Gli inquirenti scrivono che “una prima acquisizione in tal senso si otteneva il 17 maggio del 2018 grazie ad una conversazione tra Paolo Arata e il figlio Francesco, intercettata a bordo dell’auto. Nello specifico – prosegue l’informativa – Arata dice al figlio di avere ‘sponsorizzato’ tramite Gianni Letta, Siri a Silvio Berlusconi che lo aveva addirittura chiamato“.

Nella intercettazione l’imprenditore afferma: “Pensa un po’ che Armando – dice al figlio – l’ho fatto chiamare io da Berlusconi…cazzo non c’era riuscito…devo dire che Letta è sempre un amico…sono andato lì…gliel’ho detto..dico chiama…chiama Armando…perché Armando…dice…sai se non mi sostiene Berlusconi”. L’informativa prosegue affermando che “a dire dell’Arata, Gianni Letta si sarebbe anche adoperato per ‘intervenire’ (non si sa in che termini) su Giancarlo Giorgetti in favore del figlio Federico Arata”.

Nell’attività di “sponsorizzazione” che Paolo Arata fece per fare ottenere ad Armando Siri un ruolo di governo, l’imprenditore avvicinò anche il cardinale statunitense Raymond Leo Burke “importante esponente della Chiesa Cattolica”.

“Arata auspicava in particolare un intervento dell’alto prelato – è scritto nell’informativa – direttamente su Giancarlo Giorgetti in favore di Siri.

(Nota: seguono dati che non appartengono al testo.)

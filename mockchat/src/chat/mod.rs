//! Chat application layer for `MockChat`.
//!
//! Contains the [`ChatClient`], the UI-facing controller. It owns the
//! [`Session`], the simulated relay, and the [`ConversationStore`]. Commands
//! (`join`, `send`) go out to the relay and come back after simulated
//! latency; [`ChatClient::pump`] routes whatever has arrived, archives it,
//! and notifies the [`ChatView`].

pub mod history;
pub mod router;
pub mod session;

use std::time::Duration;

use tokio::sync::mpsc;

use mockchat_proto::event::{ClientEvent, EventName, OutboundMessage, ServerEvent};
use mockchat_proto::message::normalize_text;
use mockchat_proto::{ChannelRef, Identity, StoredMessage, ValidationError};
use mockchat_relay::clock::Clock;
use mockchat_relay::config::SimulationConfig;
use mockchat_relay::responder::RandomSource;
use mockchat_relay::{RelayError, SimulatedRelay};

use history::{ConversationStore, InMemoryStore};
use router::ChannelRouter;
use session::Session;

/// Errors returned by [`ChatClient`] commands.
#[derive(Debug, thiserror::Error)]
pub enum ChatError {
    /// User input failed validation.
    #[error("validation failed: {0}")]
    Validation(#[from] ValidationError),

    /// A message was sent before joining.
    #[error("not joined: pick an identity first")]
    NotJoined,

    /// `join` was called while already joined.
    #[error("already joined as {0}")]
    AlreadyJoined(Identity),

    /// The relay failed while dispatching events.
    #[error("relay error: {0}")]
    Relay(#[from] RelayError),
}

/// Rendering callbacks the UI layer implements.
pub trait ChatView {
    /// The roster of remote participants changed.
    fn on_roster_changed(&mut self, roster: &[Identity]);

    /// A message was received and archived.
    ///
    /// Fires for every message, whichever channel is on screen; the view
    /// filters against the session's current channel when rendering.
    fn on_message(&mut self, message: &StoredMessage);
}

/// UI-facing controller over a simulated relay.
pub struct ChatClient<C, R, S = InMemoryStore> {
    relay: SimulatedRelay<C, R>,
    inbox: mpsc::UnboundedReceiver<ServerEvent>,
    session: Session,
    store: S,
    roster: Vec<Identity>,
}

impl<C: Clock, R: RandomSource> ChatClient<C, R, InMemoryStore> {
    /// Creates a client with an in-memory conversation store.
    pub fn new(config: &SimulationConfig, clock: C, random: R) -> Self {
        Self::with_store(config, clock, random, InMemoryStore::new())
    }
}

impl<C: Clock, R: RandomSource, S: ConversationStore> ChatClient<C, R, S> {
    /// Creates a client archiving into `store`.
    pub fn with_store(config: &SimulationConfig, clock: C, random: R, store: S) -> Self {
        let mut relay = SimulatedRelay::new(config, clock, random);
        let (inbox_tx, inbox) = mpsc::unbounded_channel();
        for name in [EventName::RosterChanged, EventName::MessageReceived] {
            let tx = inbox_tx.clone();
            relay.on(name, move |event| {
                tx.send(event.clone())
                    .map_err(|_| "client inbox closed".into())
            });
        }

        Self {
            relay,
            inbox,
            session: Session::default(),
            store,
            roster: Vec::new(),
        }
    }

    /// Join the chat as `raw`, trimmed.
    ///
    /// The roster and welcome announcement arrive after network latency.
    ///
    /// # Errors
    ///
    /// Returns [`ChatError::AlreadyJoined`] if a session is active,
    /// [`ValidationError::IdentityRequired`] if `raw` is blank, or
    /// [`ValidationError::ReservedIdentity`] for `global` and names
    /// starting with `/`.
    pub fn join(&mut self, raw: &str) -> Result<Identity, ChatError> {
        if let Some(current) = self.session.identity() {
            return Err(ChatError::AlreadyJoined(current.clone()));
        }
        let identity = Identity::parse(raw)?;

        self.session.sign_in(identity.clone());
        let arrives = self.relay.emit(ClientEvent::Join(identity.clone()));
        tracing::info!(identity = %identity, ?arrives, "join transmitted");
        Ok(identity)
    }

    /// Send `text`, trimmed, to `channel`.
    ///
    /// The echo and any synthetic reply arrive later through
    /// [`pump`](Self::pump).
    ///
    /// # Errors
    ///
    /// Returns [`ValidationError::EmptyMessage`] for blank text, or
    /// [`ChatError::NotJoined`] before [`join`](Self::join).
    pub fn send(&mut self, text: &str, channel: ChannelRef) -> Result<(), ChatError> {
        let text = normalize_text(text)?;
        let sender = self.session.identity().cloned().ok_or(ChatError::NotJoined)?;

        tracing::debug!(sender = %sender, channel = %channel, "transmitting message");
        let arrives = self.relay.emit(ClientEvent::SendMessage(OutboundMessage {
            sender,
            text,
            channel,
        }));
        tracing::trace!(?arrives, "message in flight");
        Ok(())
    }

    /// Send `text` to the channel currently on screen.
    ///
    /// # Errors
    ///
    /// Same as [`send`](Self::send).
    pub fn send_current(&mut self, text: &str) -> Result<(), ChatError> {
        let channel = self.session.current_channel().clone();
        self.send(text, channel)
    }

    /// Put `channel` on screen and return its thread.
    pub fn switch_channel(&mut self, channel: ChannelRef) -> Vec<&StoredMessage> {
        tracing::debug!(channel = %channel, "channel selected");
        self.session.select(channel);
        self.store.query_by_channel(self.session.current_channel())
    }

    /// Messages archived under `channel`, oldest first.
    pub fn messages_for(&self, channel: &ChannelRef) -> Vec<&StoredMessage> {
        self.store.query_by_channel(channel)
    }

    /// The thread currently on screen.
    pub fn current_messages(&self) -> Vec<&StoredMessage> {
        self.store.query_by_channel(self.session.current_channel())
    }

    /// Run every simulated effect that is due, then route, archive and
    /// render what arrived.
    ///
    /// Returns the number of events handed to `view`.
    ///
    /// # Errors
    ///
    /// Returns [`ChatError::Relay`] if event dispatch failed. Events that
    /// arrived before the failure are still delivered to `view`.
    pub fn pump(&mut self, view: &mut impl ChatView) -> Result<usize, ChatError> {
        let polled = self.relay.poll();
        let delivered = self.drain(view);
        polled?;
        Ok(delivered)
    }

    /// When the next simulated effect is due, relative to the clock's start.
    #[must_use]
    pub fn next_deadline(&self) -> Option<Duration> {
        self.relay.next_deadline()
    }

    /// Time left until the next simulated effect, if one is pending.
    #[must_use]
    pub fn time_to_next_deadline(&self) -> Option<Duration> {
        let now = self.relay.clock().now();
        self.next_deadline().map(|due| due.saturating_sub(now))
    }

    /// The local session.
    #[must_use]
    pub const fn session(&self) -> &Session {
        &self.session
    }

    /// The latest roster snapshot received.
    #[must_use]
    pub fn roster(&self) -> &[Identity] {
        &self.roster
    }

    /// The conversation log.
    #[must_use]
    pub const fn store(&self) -> &S {
        &self.store
    }

    /// End the session: forget the identity, the log and every pending
    /// simulated effect.
    pub fn logout(&mut self) {
        tracing::info!(identity = ?self.session.identity(), "logging out");
        self.session.reset();
        self.store.clear();
        self.roster.clear();
        self.relay.reset();
        while self.inbox.try_recv().is_ok() {}
    }

    fn drain(&mut self, view: &mut impl ChatView) -> usize {
        let mut delivered = 0;
        while let Ok(event) = self.inbox.try_recv() {
            match event {
                ServerEvent::RosterChanged(roster) => {
                    self.roster = roster;
                    view.on_roster_changed(&self.roster);
                }
                ServerEvent::MessageReceived(message) => {
                    let stored = ChannelRouter::new(self.session.identity()).ingest(message);
                    view.on_message(self.store.append(stored));
                }
            }
            delivered += 1;
        }
        delivered
    }
}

Nella medesima conversazione, Arata chiedeva al cardinale di intervenire anche in favore del figlio Federico, per fargli ricoprire l’incarico di viceministro al ministero degli Esteri”. Arata parlando con Burke afferma: “Federico mi ha chiamato adesso da Dubai… di ricordarle se può fare quel famoso intervento su Giorgetti dagli Stati Uniti, ecco mi ricorda, ma lei non ha bisogno… di essere ricordato”. Burke risponde: “Sì sì quando è il momento giu.. io sono pronto quando lei mi dic… mi dica… io invierò subito a …(incomprensibile)”. Arata replica: “Ecco invece dagli Stati Uniti riesce, mi diceva Federico a far arrivare qualche messaggio… perché se lui Federico andasse agli Esteri, come vice ministro… sarebbe una cosa importante per tutti… perché rischia di andare agli esteri Di Maio… e ora capisce… e allora gli mettiamo a fianco Federico… beh è una bella garanzia… ecco per tutti…”

Arata tira in ballo anche il ministro Salvini. Accade sempre nella intercettazione ambientale del 23 maggio 2018 nella quale parla con il figlio.

“Ieri sera c’è stato Armando (Siri, ndr) da noi, Di Maio vuole andare alle attività produttive”. Afferma Arata. Il dialogo prosegue. Francesco Arata dice al padre: “Che palle, sicuro ci va?”. L’imprenditore risponde: “E ci va sicuro, l’ha chiesto lui! Allora Salvini non sa dove mettere Armando poi io gli ho detto che deve fare il vice ministro con la delega dell’energia e lui lo ha chiesto a Salvini e Salvini ha chiamato anche casa nostra ieri”.